Warnings: None.
Story in Session. Please stay in your seats for the duration of this original yet unoriginal work. Remember, no Guardians or children were harmed during the making of this fanfiction.
It was the middle of winter, and it was hot. He was melting.
It took a steady stream of water pouring from his eyes, ears, mouth, and nose for Jack to realize that in this case, the common phrase was quite literal. Alarmingly literal.
Note to self: NEVER be a winter spirit in the heat. Because what's warmth in reality can quickly turn into your fiery death. Or, Jack thought as the wind set him down carefully on the grassy ground—ground which immediately became a puddle...your watery grave.
And when you can't help but be a winter spirit and no matter how hard you tried nothing you did to not be one worked, such as performing rain dances, trying to change his personality by being nice (yeah right) sleeping like a bat, wearing shoes, tripping over a brick (which he totally did on purpose), befriending a pack of squirrels that turned out to be rabid...did squirrels even live in packs? They certainly did if they wanted to draw out battle plans to get you in your sleep...which these particular squirrels did...no more sleeping upside-down.
Wait, what?
And when you really, truly cannot not help being a winter spirit...
Well, you try not to melt.
But right now he could make his own lake if he continued to simply stand here thinking about squirrels like a simpleton. simply. a simple simpleton.
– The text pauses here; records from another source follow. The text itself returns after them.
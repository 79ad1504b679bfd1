use axum::{async_trait, extract::FromRequestParts, http::request::Parts};
use uuid::Uuid;

use crate::errors::AppError;

/// Set by the authenticating gateway in front of this service.
pub const USER_ID_HEADER: &str = "x-user-id";

/// Identity of the caller. Every record operation is scoped to this owner id.
#[derive(Debug, Clone, Copy, PartialEq, Eq)]
pub struct AuthUser(pub Uuid);

#[async_trait]
impl<S> FromRequestParts<S> for AuthUser
where
    S: Send + Sync,
{
    type Rejection = AppError;

    async fn from_request_parts(parts: &mut Parts, _state: &S) -> Result<Self, Self::Rejection> {
        parts
            .headers
            .get(USER_ID_HEADER)
            .and_then(|v| v.to_str().ok())
            .and_then(|v| Uuid::parse_str(v.trim()).ok())
            .map(AuthUser)
            .ok_or(AppError::Unauthorized)
    }
}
Jack shook away these thoughts that were more likely than not a result of 300 years spent on the edge of insanity, being invisible to everyone and doing strange things, but most of all thinking strange things because when you're invisible you have no one else to talk to but yourself and no one to stop you from thinking or saying completely idiotic run-on sentences that stop you from keeping yourself from melting...
At this point Jack thought that even his mind needed to take a breath. And a break. A looong break.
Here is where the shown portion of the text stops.